CAT CARE

DIET FOR KITTENS AND CATS


KITTENS
Kittens need a diet that is very high in protein and fat. In fact, a 12-week-old kitten should have a diet consisting of 35% protein and 17% fat. She needs three times the number of calories per pound as an adult cat.

There are different schools of thought about feeding. One school believes that kittens from 12 weeks old, should fast in-between meals, i.e. not have free access to food throughout the day. This is because wild cats (from whom our gentle pussycats are not so far removed) eat their fill and then go up to several days without eating. The constant presence of food for our domestic cats keeps gastric juices continually pumping and never really gives the digestive system a needed rest. It is not healthy for humans to snack all day...why should it be healthy for our cats?

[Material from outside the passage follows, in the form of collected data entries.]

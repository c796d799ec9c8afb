//! # HTTP Errors
//!
//! Error type for outbound HTTP calls to third-party APIs (CAPTCHA
//! provider, block explorer).
//!
//! # Examples
//!
//! ```
//! use rupx_faucet::infrastructure::http::error::HttpError;
//!
//! let error = HttpError::timeout("Request timed out");
//! assert!(error.is_retryable());
//!
//! let error = HttpError::protocol("unexpected body");
//! assert!(!error.is_retryable());
//! ```

use thiserror::Error;

/// Error type for outbound HTTP requests.
#[derive(Debug, Clone, Error)]
pub enum HttpError {
    /// Request timed out.
    #[error("http timeout: {message}")]
    Timeout {
        /// Error message.
        message: String,
    },

    /// Network or connection error.
    #[error("http connection error: {message}")]
    Connection {
        /// Error message.
        message: String,
    },

    /// Remote answered with a non-success status.
    #[error("http status {status}: {body}")]
    Status {
        /// HTTP status code.
        status: u16,
        /// Response body, possibly empty.
        body: String,
    },

    /// Response could not be interpreted.
    #[error("http protocol error: {message}")]
    Protocol {
        /// Error message.
        message: String,
    },

    /// Client construction or other local failure.
    #[error("http internal error: {message}")]
    Internal {
        /// Error message.
        message: String,
    },
}

impl HttpError {
    /// Creates a timeout error.
    #[must_use]
    pub fn timeout(message: impl Into<String>) -> Self {
        Self::Timeout {
            message: message.into(),
        }
    }

    /// Creates a connection error.
    #[must_use]
    pub fn connection(message: impl Into<String>) -> Self {
        Self::Connection {
            message: message.into(),
        }
    }

    /// Creates a status error.
    #[must_use]
    pub fn status(status: u16, body: impl Into<String>) -> Self {
        Self::Status {
            status,
            body: body.into(),
        }
    }

    /// Creates a protocol error.
    #[must_use]
    pub fn protocol(message: impl Into<String>) -> Self {
        Self::Protocol {
            message: message.into(),
        }
    }

    /// Creates an internal error.
    #[must_use]
    pub fn internal(message: impl Into<String>) -> Self {
        Self::Internal {
            message: message.into(),
        }
    }

    /// Returns true if this error is transient.
    #[must_use]
    pub fn is_retryable(&self) -> bool {
        match self {
            Self::Timeout { .. } | Self::Connection { .. } => true,
            Self::Status { status, .. } => *status == 429 || *status >= 500,
            Self::Protocol { .. } | Self::Internal { .. } => false,
        }
    }
}

/// Result type for HTTP operations.
pub type HttpResult<T> = Result<T, HttpError>;

#[cfg(test)]
mod tests {
    use super::*;

    #[test]
    fn transport_errors_are_retryable() {
        assert!(HttpError::timeout("t").is_retryable());
        assert!(HttpError::connection("c").is_retryable());
    }

    #[test]
    fn server_side_statuses_are_retryable() {
        assert!(HttpError::status(503, "").is_retryable());
        assert!(HttpError::status(429, "").is_retryable());
        assert!(!HttpError::status(400, "").is_retryable());
        assert!(!HttpError::status(404, "").is_retryable());
    }

    #[test]
    fn display_format() {
        let error = HttpError::status(502, "bad gateway");
        assert_eq!(error.to_string(), "http status 502: bad gateway");
    }
}
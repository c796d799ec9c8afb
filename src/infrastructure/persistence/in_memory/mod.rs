//! # In-Memory Repositories
//!
//! - [`InMemoryCooldownStore`]: claim history
//!
//! ## Thread Safety
//!
//! Records are kept in a sharded `DashMap`; per-key operations are atomic.

pub mod cooldown_store;

pub use cooldown_store::InMemoryCooldownStore;
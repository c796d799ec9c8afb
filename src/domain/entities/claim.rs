//! # Claim Entities
//!
//! The claim request as received over HTTP, its validated form, the
//! receipt of a completed disbursement, and the per-claimant record kept
//! by the cooldown store.

use crate::domain::errors::{DomainError, DomainResult};
use crate::domain::value_objects::{Timestamp, WalletAddress};
use serde::{Deserialize, Serialize};

/// Raw claim request body.
///
/// Both fields are optional at the wire level so that an absent field is
/// reported as a validation failure rather than a body parse failure.
#[derive(Debug, Clone, Default, PartialEq, Eq, Serialize, Deserialize)]
#[serde(rename_all = "camelCase", deny_unknown_fields)]
pub struct ClaimRequest {
    /// Claimant wallet address.
    #[serde(default)]
    pub wallet_address: Option<String>,
    /// Token produced by the CAPTCHA widget.
    #[serde(default)]
    pub captcha_token: Option<String>,
}

impl ClaimRequest {
    /// Creates a request with both fields set.
    #[must_use]
    pub fn new(wallet_address: impl Into<String>, captcha_token: impl Into<String>) -> Self {
        Self {
            wallet_address: Some(wallet_address.into()),
            captcha_token: Some(captcha_token.into()),
        }
    }

    /// Checks presence of both fields and parses the wallet address.
    ///
    /// # Errors
    ///
    /// Returns [`DomainError::MissingField`] if a field is absent or blank,
    /// or [`DomainError::InvalidAddress`] if the address does not parse.
    pub fn validate(&self) -> DomainResult<ValidatedClaim> {
        let wallet_address = non_blank(self.wallet_address.as_deref())
            .ok_or(DomainError::missing_field("walletAddress"))?;
        let captcha_token = non_blank(self.captcha_token.as_deref())
            .ok_or(DomainError::missing_field("captchaToken"))?;

        Ok(ValidatedClaim {
            address: wallet_address.parse()?,
            captcha_token: captcha_token.to_string(),
        })
    }
}

fn non_blank(value: Option<&str>) -> Option<&str> {
    value.filter(|v| !v.trim().is_empty())
}

/// A claim request that passed shape validation.
#[derive(Debug, Clone, PartialEq, Eq)]
pub struct ValidatedClaim {
    /// Parsed claimant address.
    pub address: WalletAddress,
    /// CAPTCHA token to verify.
    pub captcha_token: String,
}

/// Outcome of a confirmed disbursement.
#[derive(Debug, Clone, PartialEq, Eq, Serialize, Deserialize)]
pub struct ClaimReceipt {
    /// Recipient.
    pub address: WalletAddress,
    /// Hash of the confirmed transfer.
    pub tx_hash: String,
    /// Block the transfer was included in.
    pub block_number: u64,
    /// Amount sent, in wei.
    pub amount_wei: u128,
    /// Server time at which confirmation was observed.
    pub claimed_at: Timestamp,
}

/// Per-claimant bookkeeping held by the cooldown store.
#[derive(Debug, Clone, Copy, Default, PartialEq, Eq, Serialize, Deserialize)]
pub struct ClaimantRecord {
    /// Time of the last confirmed claim, if any.
    pub last_claim: Option<Timestamp>,
    /// Set while a claim for this address is between reservation and
    /// completion.
    pub in_flight: bool,
}

impl ClaimantRecord {
    /// Returns true if the record carries no information worth keeping.
    #[must_use]
    pub fn is_vacant(&self) -> bool {
        self.last_claim.is_none() && !self.in_flight
    }
}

The other school of thought believes that some food should always be available for free feeding during the day. Whichever school of thought makes sense to you, kittens from three to five or five and one half months old need to be fed three times per day, all they can eat. This is a time of major growth and development. Feed your "baby" in the morning (before you go to work, perhaps), early evening and before you go to bed. Leave the food down for no longer than 1/2 hour and do not distract your kitten from her meal (no playing) until she has finished!

Kittens are not generally finicky, but they may not like food straight from the refrigerator. Mix in a little hot water to warm it up. Make sure her food is fresh and her dish is washed with soap and hot water before each meal. At 5-6 months of age, gradually decrease the third meal until you are serving 2 meals per day at 6-6 1/2 months.

ADULTS

Adult cats do best if fed twice daily. There are different schools of thought. One is regarding free feeding i,e., leaving some food down at all times and the other is scheduled feedings i,e., feeding twice daily, leaving food down for no more than one half hour and then removing it.

Many cats will overeat if food is constantly available. They may also be more finicky about their food because they are never really hungry at mealtime. Wild cats, which are not so removed from their domestic cousins, do not "snack" all day long. They eat their fill and then give their gastric juices a rest. This way, their digestive systems are not constantly working.

Free feeding is bad since cats tend to over eat thus making them fat and so ought to be discouraged. To change a "free feeder" to a "scheduled feeder" takes some discipline on your part. Your cat may not eat her whole meal the first few times you feed her this way because she is expecting to nibble on it all day long. However, when she sees that there are no in-between-meal snacks to be had, she will learn to take full advantage of mealtime. Until she has adjusted (usually within two weeks), you will have to listen to loud protests. Stick to it and you will soon get her on schedule.